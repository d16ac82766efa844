use std::collections::HashMap;

#[cfg(feature = "parallel")]
use rayon::prelude::*;

use crate::bus_types::{bus_types, set_bus_types};
use crate::case::Case;
use crate::contingency::{Contingency, ContingencyList, Outage};
use crate::error::{Error, Result};
use crate::network::{ElementRef, Network};
use crate::order::ext2int;
use crate::parameters::Parameters;
use crate::pf::runpf;
use crate::ptdf::{make_lodf, make_ptdf, DcModel, PTDFSlack};
use crate::results::LoadFlowResult;
use crate::slack;
use crate::traits::SparseLU;

/// Row label of the reference flow matrices.
pub const REFERENCE_FLOWS: &str = "reference_flows";

/// Dense matrix with labelled rows and columns.
#[derive(Debug, Clone, PartialEq)]
pub struct LabelledMatrix {
    rows: Vec<String>,
    columns: Vec<String>,
    values: Vec<Vec<f64>>,
}

impl LabelledMatrix {
    /// Number of rows and columns.
    pub fn shape(&self) -> (usize, usize) {
        (self.rows.len(), self.columns.len())
    }

    pub fn row_ids(&self) -> &[String] {
        &self.rows
    }

    pub fn column_ids(&self) -> &[String] {
        &self.columns
    }

    pub fn values(&self) -> &[Vec<f64>] {
        &self.values
    }

    pub fn row(&self, row_id: &str) -> Option<&[f64]> {
        let r = self.rows.iter().position(|id| id == row_id)?;
        Some(&self.values[r])
    }

    pub fn get(&self, row_id: &str, column_id: &str) -> Option<f64> {
        let c = self.columns.iter().position(|id| id == column_id)?;
        self.row(row_id).map(|row| row[c])
    }
}

#[derive(Debug, Clone)]
pub struct SensitivityAnalysisResult {
    sensitivity: LabelledMatrix,
    reference_flows: LabelledMatrix,
    post_contingency: Vec<(String, LabelledMatrix, LabelledMatrix)>,
}

impl SensitivityAnalysisResult {
    /// Base case sensitivities (MW/MW) of branch flows (rows) to
    /// injections (columns).
    pub fn sensitivity_matrix(&self) -> &LabelledMatrix {
        &self.sensitivity
    }

    /// Base case branch flows (MW) as a single row.
    pub fn reference_flows(&self) -> &LabelledMatrix {
        &self.reference_flows
    }

    pub fn post_contingency_sensitivity_matrix(&self, contingency_id: &str) -> Option<&LabelledMatrix> {
        self.post_contingency
            .iter()
            .find(|(id, _, _)| id == contingency_id)
            .map(|(_, s, _)| s)
    }

    pub fn post_contingency_reference_flows(&self, contingency_id: &str) -> Option<&LabelledMatrix> {
        self.post_contingency
            .iter()
            .find(|(id, _, _)| id == contingency_id)
            .map(|(_, _, f)| f)
    }
}

/// DC sensitivity analysis of branch flows to injections, on the base case
/// and under contingencies.
#[derive(Debug, Clone, Default)]
pub struct SensitivityAnalysis {
    contingencies: ContingencyList,
    branch_ids: Vec<String>,
    injection_ids: Vec<String>,
}

#[derive(Clone, Copy)]
enum Injection {
    Generator(usize),
    Load(usize),
}

/// Linearized state of a network shared by the base case and the
/// contingencies solved by rank-one updates.
struct DcState {
    /// Per case: DC model and slack handling, when the case has a slack.
    models: Vec<Option<(DcModel, PTDFSlack)>>,
    /// Case and internal index of each connected network branch.
    branch_loc: HashMap<usize, (usize, usize)>,
    /// Case and internal index of each network bus.
    bus_loc: Vec<(usize, usize)>,
    /// PTDF column of each factor injection bus, keyed by (case, bus).
    columns: HashMap<(usize, usize), Vec<f64>>,
    load_flow: LoadFlowResult,
}

impl SensitivityAnalysis {
    pub fn new() -> Self {
        Self::default()
    }

    /// Registers a contingency tripping one element, identified by the
    /// element identifier.
    pub fn add_single_element_contingency(&mut self, element_id: &str) -> Result<()> {
        self.contingencies
            .add(Contingency::single_element(element_id, None))
    }

    pub fn add_contingency(&mut self, contingency: Contingency) -> Result<()> {
        self.contingencies.add(contingency)
    }

    /// Sets the monitored branches (matrix rows) and the injections
    /// (matrix columns).
    pub fn set_factor_matrix(&mut self, branch_ids: &[&str], injection_ids: &[&str]) {
        self.branch_ids = branch_ids.iter().map(|s| s.to_string()).collect();
        self.injection_ids = injection_ids.iter().map(|s| s.to_string()).collect();
    }

    pub fn run_dc(&self, network: &Network, params: &Parameters) -> Result<SensitivityAnalysisResult> {
        params.validate()?;
        let branches = self.resolve_branches(network)?;
        let injections = self.resolve_injections(network)?;
        let outages = self.contingencies.resolve(network)?;

        let base = DcState::new(network, params, &injections)?;
        let sensitivity = base.sensitivities(network, &branches, &injections);
        let flows = base.flows(network, &branches);

        let run_one = |(c, outages): (&Contingency, &Vec<Outage>)| -> Result<_> {
            let (s, f) = match self.rank_one_update(network, &base, outages, &branches, &injections, &sensitivity, &flows) {
                Some(update) => update,
                None => {
                    log::debug!("contingency {}: full recomputation", c.id);
                    let working = c.apply_to(network)?;
                    let state = DcState::new(&working, params, &injections)?;
                    (
                        state.sensitivities(&working, &branches, &injections),
                        state.flows(&working, &branches),
                    )
                }
            };
            Ok((c.id.clone(), self.sensitivity_matrix(s), self.flow_matrix(f)))
        };

        let contingencies = self.contingencies.as_slice();
        #[cfg(feature = "parallel")]
        let post_contingency = contingencies
            .par_iter()
            .zip(outages.par_iter())
            .map(run_one)
            .collect::<Result<Vec<_>>>()?;
        #[cfg(not(feature = "parallel"))]
        let post_contingency = contingencies
            .iter()
            .zip(outages.iter())
            .map(run_one)
            .collect::<Result<Vec<_>>>()?;

        Ok(SensitivityAnalysisResult {
            sensitivity: self.sensitivity_matrix(sensitivity),
            reference_flows: self.flow_matrix(flows),
            post_contingency,
        })
    }

    fn resolve_branches(&self, network: &Network) -> Result<Vec<usize>> {
        self.branch_ids
            .iter()
            .map(|id| match network.lookup(id) {
                Some(ElementRef::Branch(i)) => Ok(i),
                _ => Err(Error::not_found("Branch", id)),
            })
            .collect()
    }

    fn resolve_injections(&self, network: &Network) -> Result<Vec<Injection>> {
        self.injection_ids
            .iter()
            .map(|id| match network.lookup(id) {
                Some(ElementRef::Generator(i)) => Ok(Injection::Generator(i)),
                Some(ElementRef::Load(i)) => Ok(Injection::Load(i)),
                _ => Err(Error::not_found("Injection", id)),
            })
            .collect()
    }

    fn sensitivity_matrix(&self, values: Vec<Vec<f64>>) -> LabelledMatrix {
        LabelledMatrix {
            rows: self.branch_ids.clone(),
            columns: self.injection_ids.clone(),
            values,
        }
    }

    fn flow_matrix(&self, flows: Vec<f64>) -> LabelledMatrix {
        LabelledMatrix {
            rows: vec![REFERENCE_FLOWS.to_string()],
            columns: self.branch_ids.clone(),
            values: vec![flows],
        }
    }

    /// Post-outage sensitivities and flows of a single branch outage
    /// derived from the base case:
    ///
    ///   s'_l = s_l + LODF_lm * s_m,  F'_l = F_l + LODF_lm * F_m
    ///
    /// Returns `None` when the outage needs a full recomputation.
    #[allow(clippy::too_many_arguments)]
    fn rank_one_update(
        &self,
        network: &Network,
        base: &DcState,
        outages: &[Outage],
        branches: &[usize],
        injections: &[Injection],
        sensitivity: &[Vec<f64>],
        flows: &[f64],
    ) -> Option<(Vec<Vec<f64>>, Vec<f64>)> {
        let m_net = match outages {
            [Outage::Branch(m)] => *m,
            _ => return None,
        };
        if !network.branches[m_net].is_connected() {
            return Some((sensitivity.to_vec(), flows.to_vec()));
        }
        let (c, m) = *base.branch_loc.get(&m_net)?;
        let (model, _) = base.models[c].as_ref()?;
        let lodf = match make_lodf(model, m) {
            Ok(Some(lodf)) => lodf,
            Ok(None) => return None,
            Err(err) => {
                log::debug!("LODF of branch {} failed: {}", network.branches[m_net].id, err);
                return None;
            }
        };

        let flow_m = base.flow(network, m_net);
        if !flow_m.is_finite() {
            return None;
        }
        let s_m: Vec<f64> = injections
            .iter()
            .map(|inj| match base.injection_column(network, *inj) {
                Some((ck, col)) if ck == c => col[m],
                _ => 0.0,
            })
            .collect();

        let mut post_s = sensitivity.to_vec();
        let mut post_f = flows.to_vec();
        for (l, &l_net) in branches.iter().enumerate() {
            if let Some(&(cl, il)) = base.branch_loc.get(&l_net) {
                if cl == c {
                    for (k, s) in post_s[l].iter_mut().enumerate() {
                        *s += lodf[il] * s_m[k];
                    }
                    post_f[l] += lodf[il] * flow_m;
                }
            }
        }
        Some((post_s, post_f))
    }
}

fn injection_bus(network: &Network, inj: Injection) -> Option<usize> {
    match inj {
        Injection::Generator(i) => {
            let g = &network.generators[i];
            g.connected.then_some(g.bus)
        }
        Injection::Load(i) => {
            let l = &network.loads[i];
            l.connected.then_some(l.bus)
        }
    }
}

/// Case and internal bus of a connected injection.
fn injection_location(network: &Network, cases: &[Case], inj: Injection) -> Option<(usize, usize)> {
    let bus = injection_bus(network, inj)?;
    let c = network.buses[bus].component_num;
    cases[c].order.bus_e2i.get(&bus).map(|&i| (c, i))
}

impl DcState {
    fn new(network: &Network, params: &Parameters, injections: &[Injection]) -> Result<Self> {
        let mut cases = ext2int(network);

        let mut models = Vec::with_capacity(cases.len());
        let mut branch_loc = HashMap::new();
        for (c, case) in cases.iter_mut().enumerate() {
            for (i, &e) in case.order.branch_i2e.iter().enumerate() {
                branch_loc.insert(e, (c, i));
            }
            if !set_bus_types(case, network, &params.slack_bus_selection, true) {
                models.push(None);
                continue;
            }
            let (ref_, _, _) = bus_types(&case.bus, &case.gen, true);
            let slack = ref_[0];
            match DcModel::new(case, slack, params.dc_use_transformer_ratio) {
                Ok(model) => models.push(Some((model, slack_handling(case, params, slack)))),
                Err(err) => {
                    log::warn!("component {}: {}", case.component_num, err);
                    models.push(None);
                }
            }
        }

        // PTDF columns of the factor injections, one solve per bus
        let mut buses: Vec<Vec<usize>> = vec![Vec::new(); cases.len()];
        for inj in injections {
            if let Some((c, b)) = injection_location(network, &cases, *inj) {
                if !buses[c].contains(&b) {
                    buses[c].push(b);
                }
            }
        }
        let mut columns = HashMap::new();
        for (c, bus_idx) in buses.iter().enumerate() {
            if let Some((model, slack)) = &models[c] {
                let h = make_ptdf(model, slack, bus_idx).unwrap_or_else(|err| {
                    log::warn!("component {}: {}", c, err);
                    vec![vec![f64::NAN; model.branch_count()]; bus_idx.len()]
                });
                for (&b, col) in bus_idx.iter().zip(h) {
                    columns.insert((c, b), col);
                }
            }
        }

        let load_flow = runpf(network, params, true, &SparseLU)?;

        let bus_loc = network
            .buses
            .iter()
            .enumerate()
            .map(|(k, b)| (b.component_num, cases[b.component_num].order.bus_e2i[&k]))
            .collect();

        Ok(Self {
            models,
            branch_loc,
            bus_loc,
            columns,
            load_flow,
        })
    }

    /// Component and PTDF column of a connected injection.
    fn injection_column(&self, network: &Network, inj: Injection) -> Option<(usize, &[f64])> {
        let bus = injection_bus(network, inj)?;
        let (c, b) = self.bus_loc[bus];
        self.columns.get(&(c, b)).map(|col| (c, col.as_slice()))
    }

    /// Flow (MW) of a network branch: zero when disconnected, NaN when its
    /// component was not solved.
    fn flow(&self, network: &Network, branch: usize) -> f64 {
        let br = &network.branches[branch];
        if !self.branch_loc.contains_key(&branch) {
            return 0.0;
        }
        self.load_flow
            .branch(&br.id)
            .map_or(f64::NAN, |f| f.p1)
    }

    fn flows(&self, network: &Network, branches: &[usize]) -> Vec<f64> {
        branches.iter().map(|&l| self.flow(network, l)).collect()
    }

    fn sensitivities(&self, network: &Network, branches: &[usize], injections: &[Injection]) -> Vec<Vec<f64>> {
        let columns: Vec<Option<(usize, &[f64])>> = injections
            .iter()
            .map(|inj| self.injection_column(network, *inj))
            .collect();

        branches
            .iter()
            .map(|l| {
                let loc = self.branch_loc.get(l);
                columns
                    .iter()
                    .map(|col| match (loc, col) {
                        (Some(&(cl, il)), Some((ck, h))) if cl == *ck => h[il],
                        (Some(&(cl, _)), _) if self.models[cl].is_none() => f64::NAN,
                        _ => 0.0,
                    })
                    .collect()
            })
            .collect()
    }
}

/// Slack handling of the sensitivities of a case: the participation
/// weights of its generators when the slack is distributed.
fn slack_handling(case: &Case, params: &Parameters, slack: usize) -> PTDFSlack {
    if !params.distributed_slack {
        return PTDFSlack::Single(slack);
    }
    let w = slack::weights(&case.gen, params.balance_type);
    if w.iter().all(|&w| w == 0.0) {
        return PTDFSlack::Single(slack);
    }
    let mut bus_w = vec![0.0; case.bus.len()];
    for (g, w) in case.gen.iter().zip(w) {
        bus_w[g.bus] += w;
    }
    PTDFSlack::Weights(bus_w)
}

#### [EXERCISE AIM]
Find the line with "slack: usize) ->" in the listing. Reproduce it and all the lines after it, exactly, through the last line.

#### [EXPECTED OUTPUT]
fn slack_handling(case: &Case, params: &Parameters, slack: usize) -> PTDFSlack {
    if !params.distributed_slack {
        return PTDFSlack::Single(slack);
    }
    let w = slack::weights(&case.gen, params.balance_type);
    if w.iter().all(|&w| w == 0.0) {
        return PTDFSlack::Single(slack);
    }
    let mut bus_w = vec![0.0; case.bus.len()];
    for (g, w) in case.gen.iter().zip(w) {
        bus_w[g.bus] += w;
    }
    PTDFSlack::Weights(bus_w)
}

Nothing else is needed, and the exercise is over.